◆ Records shown ◆
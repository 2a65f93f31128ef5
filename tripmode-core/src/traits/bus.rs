//! CAN bus source and sink traits

use tripmode_protocol::CanFrame;

/// Trait for receiving frames from the bus
///
/// Implementations block until a frame is available. Errors are treated as
/// fatal by the drive loop: it propagates them and does not retry.
pub trait FrameSource {
    /// Transport error type
    type Error;

    /// Receive the next frame
    ///
    /// Returns `Ok(None)` once the source is closed and no more frames will
    /// arrive.
    fn receive(&mut self) -> Result<Option<CanFrame>, Self::Error>;
}

/// Trait for transmitting frames on the bus
pub trait FrameSink {
    /// Transport error type
    type Error;

    /// Queue a batch of frames for transmission, in order
    ///
    /// Delivery is not acknowledged; an error means the transport itself is
    /// no longer usable.
    fn send_batch(&mut self, frames: &[CanFrame]) -> Result<(), Self::Error>;
}

impl<T: FrameSource + ?Sized> FrameSource for &mut T {
    type Error = T::Error;

    fn receive(&mut self) -> Result<Option<CanFrame>, Self::Error> {
        (**self).receive()
    }
}

impl<T: FrameSink + ?Sized> FrameSink for &mut T {
    type Error = T::Error;

    fn send_batch(&mut self, frames: &[CanFrame]) -> Result<(), Self::Error> {
        (**self).send_batch(frames)
    }
}
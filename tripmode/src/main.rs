//! tripmode - automatic drive mode switching over CAN
//!
//! Reads a candump stream (a recorded log, or `candump -L can0` piped in),
//! runs the drive mode controller on it and writes the button presses it
//! decides on as candump lines. `press` sends presses by hand, the only
//! way to reach SPORT or MOUNTAIN.

#![deny(unsafe_code)]

mod clock;
mod commands;
mod config;
mod logging;
mod stream;

use std::fs::File;
use std::io::{self, BufRead, BufReader, BufWriter, Write};
use std::path::{Path, PathBuf};
use std::process::ExitCode;

use clap::{Parser, Subcommand};
use tripmode_core::DriveMode;

use crate::commands::{AppError, ClockSource, PressRequest};
use crate::config::{AppConfig, DEFAULT_CONFIG_PATH};

#[derive(Debug, Parser)]
#[command(name = "tripmode")]
#[command(about = "Switch to HOLD above a speed threshold and back to NORMAL below it")]
#[command(version)]
struct Cli {
    /// Config file (default: ./tripmode.toml if present)
    #[arg(short, long, global = true)]
    config: Option<PathBuf>,

    /// Toggle NORMAL/HOLD on every speed frame with a 30 s cooldown
    #[arg(long, global = true)]
    debug: bool,

    /// Log level when RUST_LOG is not set (overrides the config file)
    #[arg(long, global = true)]
    log_level: Option<String>,

    #[command(subcommand)]
    command: Commands,
}

#[derive(Debug, Subcommand)]
enum Commands {
    /// Run the controller over a candump stream
    Run {
        /// Time base for cooldowns
        #[arg(long, value_enum, default_value_t = ClockSource::Capture)]
        clock: ClockSource,

        /// Write button presses here instead of stdout
        #[arg(short, long)]
        output: Option<PathBuf>,

        /// candump log, or `-` for stdin
        #[arg(default_value = "-")]
        input: String,
    },

    /// Send button presses without watching the bus
    Press {
        /// Step the menu to this mode (normal, sport, mountain, hold)
        #[arg(long, value_parser = parse_mode, conflicts_with = "count")]
        mode: Option<DriveMode>,

        /// Press this many times
        #[arg(
            short = 'n',
            long,
            default_value_t = 1,
            value_parser = clap::value_parser!(u32).range(1..=100)
        )]
        count: u32,

        /// Write button presses here instead of stdout
        #[arg(short, long)]
        output: Option<PathBuf>,
    },

    /// Print speed and button state, then the number of presses seen
    Monitor {
        /// candump log, or `-` for stdin
        #[arg(default_value = "-")]
        input: String,
    },
}

fn main() -> ExitCode {
    let cli = Cli::parse();

    match execute(cli) {
        Ok(()) => ExitCode::SUCCESS,
        Err(e) => {
            eprintln!("Error: {}", e);
            ExitCode::from(e.exit_code())
        }
    }
}

fn execute(cli: Cli) -> Result<(), AppError> {
    let mut app = match &cli.config {
        Some(path) => AppConfig::load(path, true)?,
        None => AppConfig::load(Path::new(DEFAULT_CONFIG_PATH), false)?,
    };

    if cli.debug {
        app.controller = app.controller.into_debug();
        app.validate()?;
    }

    let log_file = match &app.logging.file {
        Some(path) => Some(logging::open_log_file(path).map_err(|source| AppError::Open {
            path: path.display().to_string(),
            source,
        })?),
        None => None,
    };
    let level = cli.log_level.as_deref().unwrap_or(&app.logging.level);
    logging::init(level, log_file);

    match cli.command {
        Commands::Run {
            clock,
            output,
            input,
        } => {
            let input = open_input(&input)?;
            commands::run(input, open_output(output)?, app.controller, clock)?;
        }
        Commands::Press {
            mode,
            count,
            output,
        } => {
            let request = match mode {
                Some(mode) => PressRequest::Mode(mode),
                None => PressRequest::Count(count),
            };
            commands::press(open_output(output)?, app.controller, request)?;
        }
        Commands::Monitor { input } => {
            commands::monitor(open_input(&input)?, io::stdout().lock())?;
        }
    }

    Ok(())
}

fn open_output(output: Option<PathBuf>) -> Result<Box<dyn Write>, AppError> {
    let Some(path) = output else {
        return Ok(Box::new(io::stdout().lock()));
    };

    let file = File::create(&path).map_err(|source| AppError::Open {
        path: path.display().to_string(),
        source,
    })?;
    Ok(Box::new(BufWriter::new(file)))
}

fn parse_mode(name: &str) -> Result<DriveMode, String> {
    DriveMode::from_name(name).ok_or_else(|| {
        format!("unknown drive mode `{}` (expected normal, sport, mountain or hold)", name)
    })
}

fn open_input(input: &str) -> Result<Box<dyn BufRead>, AppError> {
    if input == "-" {
        return Ok(Box::new(io::stdin().lock()));
    }

    let file = File::open(input).map_err(|source| AppError::Open {
        path: input.to_string(),
        source,
    })?;
    Ok(Box::new(BufReader::new(file)))
}

#[cfg(test)]
mod tests {
    use super::*;
    use clap::CommandFactory;

    #[test]
    fn test_cli_is_consistent() {
        Cli::command().debug_assert();
    }

    #[test]
    fn test_parse_run_defaults() {
        let cli = Cli::try_parse_from(["tripmode", "run"]).unwrap();
        assert!(!cli.debug);
        assert!(cli.config.is_none());
        match cli.command {
            Commands::Run {
                clock,
                output,
                input,
            } => {
                assert_eq!(clock, ClockSource::Capture);
                assert!(output.is_none());
                assert_eq!(input, "-");
            }
            _ => panic!("expected run"),
        }
    }

    #[test]
    fn test_parse_run_options() {
        let cli = Cli::try_parse_from([
            "tripmode",
            "run",
            "--clock",
            "monotonic",
            "-o",
            "presses.log",
            "drive.log",
            "--debug",
            "--config",
            "car.toml",
        ])
        .unwrap();

        assert!(cli.debug);
        assert_eq!(cli.config, Some(PathBuf::from("car.toml")));
        match cli.command {
            Commands::Run {
                clock,
                output,
                input,
            } => {
                assert_eq!(clock, ClockSource::Monotonic);
                assert_eq!(output, Some(PathBuf::from("presses.log")));
                assert_eq!(input, "drive.log");
            }
            _ => panic!("expected run"),
        }
    }

    #[test]
    fn test_parse_monitor() {
        let cli = Cli::try_parse_from(["tripmode", "--log-level", "debug", "monitor", "x.log"])
            .unwrap();
        assert_eq!(cli.log_level.as_deref(), Some("debug"));
        assert!(matches!(cli.command, Commands::Monitor { input } if input == "x.log"));
    }

    #[test]
    fn test_parse_press() {
        let cli = Cli::try_parse_from(["tripmode", "press", "--mode", "sport"]).unwrap();
        match cli.command {
            Commands::Press { mode, count, .. } => {
                assert_eq!(mode, Some(DriveMode::Sport));
                assert_eq!(count, 1);
            }
            _ => panic!("expected press"),
        }

        let cli = Cli::try_parse_from(["tripmode", "press", "-n", "2"]).unwrap();
        assert!(matches!(
            cli.command,
            Commands::Press {
                mode: None,
                count: 2,
                ..
            }
        ));
    }

    #[test]
    fn test_parse_press_rejects_bad_input() {
        assert!(Cli::try_parse_from(["tripmode", "press", "--mode", "eco"]).is_err());
        assert!(Cli::try_parse_from(["tripmode", "press", "-n", "0"]).is_err());
        assert!(
            Cli::try_parse_from(["tripmode", "press", "--mode", "hold", "-n", "3"]).is_err()
        );
    }

    #[test]
    fn test_parse_rejects_unknown_clock() {
        assert!(Cli::try_parse_from(["tripmode", "run", "--clock", "gps"]).is_err());
    }

    #[test]
    fn test_open_missing_input() {
        assert!(matches!(
            open_input("definitely/not/here.log"),
            Err(AppError::Open { .. })
        ));
    }
}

◆ Problem ◆
Taking the material above, say how many lines have "logging" in them, and give no other output.

◆ Result for this task ◆
5